EU ruminates on sugar regime

Related tags Sugar European union International trade British sugar

With the failure of WTO talks in Cancun last year, pressure has
intensified on Europe's heavily subsidied sugar regime - trading at
three times the world price- to change. While critics want to see a
fairer regime with Europe flinging open the doors to imports from
developing countries, European sugar producers are concerned that
full liberalisation would raze the industry to the ground, and
leave Europe open to fraud.

"Franz Fischler himself said that a system close to liberalisation would result in a 75 per cent loss of sugar production in the EU,"​ Jean-Louis Barjol, at the Committee of European Sugar Producers told FoodNavigator.com.

Barjol is referring to the third of three scenarios tabled by the Commission last September to amend the current 35-year-old sugar regime.

An option that embraces full liberalisation which in effect would mean abolishing the current domestic EU price support system, abandoning production quotas and totally removing import tariffs and quantitative restrictions on imports. A single payment system - the same as that tabled for CAP reform - has been proposed to cushion the effect on sugar producers.

The impact of losing 75 per cent of production would send ripples throughout Europe, with massive job losses across the EU-15.

The European beet growers' association (CIBE) estimates that 500,000 jobs in the EU depend on the current common market organisation (CMO) sugar regime, in place since 1968.

"The COM supports the income of numerous farmers, guarantees numerous jobs in rural circles thanks to 135 factories,"​ CIBE said in recent statement.

Job losses and massive restructuring are not the only concerns for the producers. "The third option would have to include management of imports, otherwise it would unsustainable and open to fraud,"​ said Barjol.

He referred to a recent Commission move to close EU borders on Balkan sugar imports after Brussels discovered the sugar had been 'doctored' with imported cane sugar.

"The Balkans are not a tropical country and do not produce cane sugar, yet this was detected in their EU sugar imports because they had mixed it with sugar,"​ he added, emphasising that there is currently no management system for imports from developing countries.

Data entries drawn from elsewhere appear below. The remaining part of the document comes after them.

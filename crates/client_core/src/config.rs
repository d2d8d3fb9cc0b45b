use std::{collections::HashMap, path::Path, time::Duration};

use config::{Config, Environment, File, FileFormat};
use serde::Deserialize;

use crate::error::SettingsError;

pub const SETTINGS_FILE: &str = "catalog_admin.toml";
/// Short alias for `APP__API_BASE_URL`; wins over every other source.
pub const API_URL_ENV: &str = "CATALOG_API_URL";

#[derive(Debug, Clone, PartialEq, Deserialize)]
pub struct Settings {
    pub api_base_url: String,
    pub page_size: usize,
    pub request_timeout_secs: u64,
    pub success_close_delay_ms: u64,
}

impl Default for Settings {
    fn default() -> Self {
        Self {
            api_base_url: "https://fakestoreapi.com".into(),
            page_size: 10,
            request_timeout_secs: 15,
            success_close_delay_ms: 1000,
        }
    }
}

impl Settings {
    pub fn request_timeout(&self) -> Duration {
        Duration::from_secs(self.request_timeout_secs)
    }

    pub fn success_close_delay(&self) -> Duration {
        Duration::from_millis(self.success_close_delay_ms)
    }
}

/// Defaults, then the optional TOML file, then `APP__*` variables, then `CATALOG_API_URL`.
pub fn load_settings(path: Option<&Path>) -> Result<Settings, SettingsError> {
    build_settings(path.unwrap_or(Path::new(SETTINGS_FILE)), None)
}

pub(crate) fn build_settings(
    path: &Path,
    env: Option<HashMap<String, String>>,
) -> Result<Settings, SettingsError> {
    let api_url_alias = match &env {
        Some(vars) => vars.get(API_URL_ENV).cloned(),
        None => std::env::var(API_URL_ENV).ok(),
    };
    let defaults = Settings::default();

    let settings: Settings = Config::builder()
        .set_default("api_base_url", defaults.api_base_url)?
        .set_default("page_size", defaults.page_size as i64)?
        .set_default("request_timeout_secs", defaults.request_timeout_secs as i64)?
        .set_default("success_close_delay_ms", defaults.success_close_delay_ms as i64)?
        .add_source(File::from(path).format(FileFormat::Toml).required(false))
        .add_source(
            Environment::with_prefix("APP")
                .prefix_separator("__")
                .try_parsing(true)
                .source(env),
        )
        .set_override_option("api_base_url", api_url_alias.filter(|v| !v.trim().is_empty()))?
        .build()?
        .try_deserialize()?;

    validate(&settings)?;
    Ok(settings)
}

fn validate(settings: &Settings) -> Result<(), SettingsError> {
    if settings.api_base_url.trim().is_empty() {
        return Err(SettingsError::Invalid {
            key: "api_base_url",
            reason: "must not be empty".into(),
        });
    }
    if settings.page_size == 0 {
        return Err(SettingsError::Invalid {
            key: "page_size",
            reason: "must be at least 1".into(),
        });
    }
    if settings.request_timeout_secs == 0 {
        return Err(SettingsError::Invalid {
            key: "request_timeout_secs",
            reason: "must be at least 1".into(),
        });
    }
    Ok(())
}

#[cfg(test)]
#[path = "tests/config_tests.rs"]
mod tests;
use super::*;

use shared::domain::ProductId;
use shared::protocol::CatalogOperation;

use crate::test_support::{product, sample_catalog, FakeCatalog, RecordedCall};

#[test]
fn starts_loading_with_no_collection() {
    let controller = ProductListController::new();

    assert!(controller.is_loading());
    assert!(controller.products().is_none());
    assert!(controller.current_ticket().is_none());
}

#[tokio::test]
async fn refresh_loads_complete_snapshot() {
    let api = FakeCatalog::with_products(sample_catalog());
    let mut controller = ProductListController::new();

    assert!(controller.refresh(&api).await);

    assert_eq!(controller.products().expect("loaded"), sample_catalog().as_slice());
    assert_eq!(api.calls().await, vec![RecordedCall::List]);
}

#[tokio::test]
async fn failed_fetch_moves_to_failed_and_retry_recovers() {
    let api = FakeCatalog::with_products(sample_catalog());
    api.fail_with_status(Some(503)).await;
    let mut controller = ProductListController::new();

    controller.refresh(&api).await;
    assert_eq!(
        controller.state(),
        &ListState::Failed("Error loading products!".to_string())
    );

    api.fail_with_status(None).await;
    controller.refresh(&api).await;
    assert_eq!(controller.products().map(<[_]>::len), Some(6));
}

#[test]
fn refresh_from_loaded_goes_back_to_loading() {
    let mut controller = ProductListController::new();
    let ticket = controller.begin_refresh();
    controller.resolve(ticket, Ok(sample_catalog()));

    controller.begin_refresh();

    assert!(controller.is_loading());
}

#[test]
fn stale_resolution_never_overwrites_newer_refresh() {
    let mut controller = ProductListController::new();
    let first = controller.begin_refresh();
    let second = controller.begin_refresh();
    assert!(second.generation() > first.generation());

    assert!(controller.resolve(second, Ok(vec![product(9, "Newest", 1.0, "home", 4.0)])));
    assert!(!controller.resolve(first, Ok(sample_catalog())));

    let products = controller.products().expect("loaded");
    assert_eq!(products.len(), 1);
    assert_eq!(products[0].id, ProductId(9));
}

#[test]
fn stale_failure_is_ignored_while_newer_fetch_is_pending() {
    let mut controller = ProductListController::new();
    let first = controller.begin_refresh();
    let _second = controller.begin_refresh();

    let applied = controller.resolve(
        first,
        Err(CatalogError::Status {
            operation: CatalogOperation::List,
            status: 500,
        }),
    );

    assert!(!applied);
    assert!(controller.is_loading());
}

The first option that Fischler proposed last year extends the present regime - based on flexible quotas and price intervention - beyond 2006 and would keep intact the current common market organisation.

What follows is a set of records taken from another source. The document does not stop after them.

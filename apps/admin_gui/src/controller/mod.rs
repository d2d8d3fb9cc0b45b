//! Controller layer: UI events, panel state transitions, and command orchestration.

pub mod events;
pub mod orchestration;
pub mod reducer;
use std::fmt;

use shared::domain::{Product, ProductFields};

pub const TITLE_MAX_CHARS: usize = 30;

pub const REQUIRED_MESSAGE: &str = "Required.";
pub const TITLE_TOO_LONG_MESSAGE: &str = "Cannot be more than 30 characters long.";
pub const INVALID_PRICE_MESSAGE: &str = "Should be a valid non-negative price.";

#[derive(Debug, Clone, Copy, PartialEq, Eq, Hash)]
pub enum ProductField {
    Title,
    Price,
    Description,
    Category,
    Image,
}

impl ProductField {
    pub const ALL: [ProductField; 5] = [
        Self::Title,
        Self::Price,
        Self::Description,
        Self::Category,
        Self::Image,
    ];

    pub fn label(self) -> &'static str {
        match self {
            Self::Title => "Title",
            Self::Price => "Price",
            Self::Description => "Description",
            Self::Category => "Category",
            Self::Image => "Image",
        }
    }
}

#[derive(Debug, Clone, PartialEq, Eq)]
pub struct FieldError {
    pub field: ProductField,
    pub message: &'static str,
}

#[derive(Debug, Clone, PartialEq, Eq)]
pub struct ValidationErrors {
    errors: Vec<FieldError>,
}

impl ValidationErrors {
    pub fn for_field(&self, field: ProductField) -> Option<&'static str> {
        self.errors
            .iter()
            .find(|err| err.field == field)
            .map(|err| err.message)
    }

    pub fn iter(&self) -> impl Iterator<Item = &FieldError> {
        self.errors.iter()
    }

    pub fn len(&self) -> usize {
        self.errors.len()
    }

    pub fn is_empty(&self) -> bool {
        self.errors.is_empty()
    }
}

impl fmt::Display for ValidationErrors {
    fn fmt(&self, f: &mut fmt::Formatter<'_>) -> fmt::Result {
        for (i, err) in self.errors.iter().enumerate() {
            if i > 0 {
                f.write_str("; ")?;
            }
            write!(f, "{}: {}", err.field.label(), err.message)?;
        }
        Ok(())
    }
}

impl std::error::Error for ValidationErrors {}

/// Raw form values as typed. Price stays text until validation.
#[derive(Debug, Clone, Default, PartialEq, Eq)]
pub struct ProductDraft {
    pub title: String,
    pub price: String,
    pub description: String,
    pub category: String,
    pub image: String,
}

impl ProductDraft {
    pub fn blank() -> Self {
        Self {
            price: "0".to_string(),
            ..Self::default()
        }
    }

    /// Seeds the price with its shortest exact form so an untouched field resubmits unchanged.
    pub fn from_product(product: &Product) -> Self {
        Self {
            title: product.title.clone(),
            price: product.price.to_string(),
            description: product.description.clone(),
            category: product.category.clone(),
            image: product.image.clone(),
        }
    }

    pub fn field_mut(&mut self, field: ProductField) -> &mut String {
        match field {
            ProductField::Title => &mut self.title,
            ProductField::Price => &mut self.price,
            ProductField::Description => &mut self.description,
            ProductField::Category => &mut self.category,
            ProductField::Image => &mut self.image,
        }
    }

    pub fn validate(&self) -> Result<ProductFields, ValidationErrors> {
        let mut errors = Vec::new();

        if self.title.is_empty() {
            errors.push(FieldError {
                field: ProductField::Title,
                message: REQUIRED_MESSAGE,
            });
        } else if self.title.chars().count() > TITLE_MAX_CHARS {
            errors.push(FieldError {
                field: ProductField::Title,
                message: TITLE_TOO_LONG_MESSAGE,
            });
        }

        let price = parse_price(&self.price).filter(|price| *price >= 0.0);
        if price.is_none() {
            errors.push(FieldError {
                field: ProductField::Price,
                message: INVALID_PRICE_MESSAGE,
            });
        }

        match price {
            Some(price) if errors.is_empty() => Ok(ProductFields {
                title: self.title.clone(),
                price,
                description: self.description.clone(),
                category: self.category.clone(),
                image: self.image.clone(),
            }),
            _ => Err(ValidationErrors { errors }),
        }
    }
}

/// Accepts `12.5`, `$1,299.00` and surrounding whitespace. Rejects NaN and infinities.
pub fn parse_price(input: &str) -> Option<f64> {
    let trimmed = input.trim();
    let trimmed = trimmed.strip_prefix('$').unwrap_or(trimmed).trim_start();
    if trimmed.is_empty() {
        return None;
    }
    let normalized: String = trimmed.chars().filter(|c| *c != ',').collect();
    normalized.parse::<f64>().ok().filter(|value| value.is_finite())
}

#[cfg(test)]
#[path = "tests/validation_tests.rs"]
mod tests;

The second scenario looks at the impact of reducing internal EU prices - undoubtedly severe on Europe's key sugar producers, among them British Sugar, Danisco and Tate & Lyle. To soften the blow, the Commission looked at the possibility of introducing the single farm payment - the backbone of recent CAP reform - into the sugar sector.

In favour of a fourth option - not covered by the Commission - European sugar producers are looking to see controlled, managed imports. "We have asked the Commission to look at how to effectively manage an import, sugar-quota regime,"​ said Barjol.

Leaving the market open would also mean tough competition from ambitious non-EU sugar producing countries in possession of subsidies, such as Brazil, a country aiming to supply the world with 50 per cent of its sugar.

Global sugar prices are currently pretty flat due to a surplus on the market and according to a recent report from British Sugar the prices are low mainly because of the ten-fold increase in exports from Brazil (to over 10 million tons) in the last 10 years.

"Brazil has been able to expand its exports of sugar to the world market only because of repeated massive devaluations of its currency which have artificially reduced its production costs. The Brazilian sugar industry has also been supported by cross subsidy from their heavily government-supported bioethanol industry,"​ said the leading UK sugar company.

Although a key player on world sugar markets, the EU is lagging far behind Brazil, which now dominates exports. The EU-15's share of the world market amounts to 13 per cent for production, 12 per cent for consumption, 15 per cent for exports and 5 per cent for imports.

Its share in world production, consumption and exports has declined, whereas Southern Hemisphere countries have steadily gained importance. Australia, for instance, exports 85 per cent of its crop.

The next major step in the process towards sugar reform in Europe will be in March when agriculture ministers gather in Brussels to discuss the Commission's 'three-option' proposals, each bringing to the table national positions garnered through extensive stakeholder discussions. The Commission is expected to draw up a final proposal in June 2004.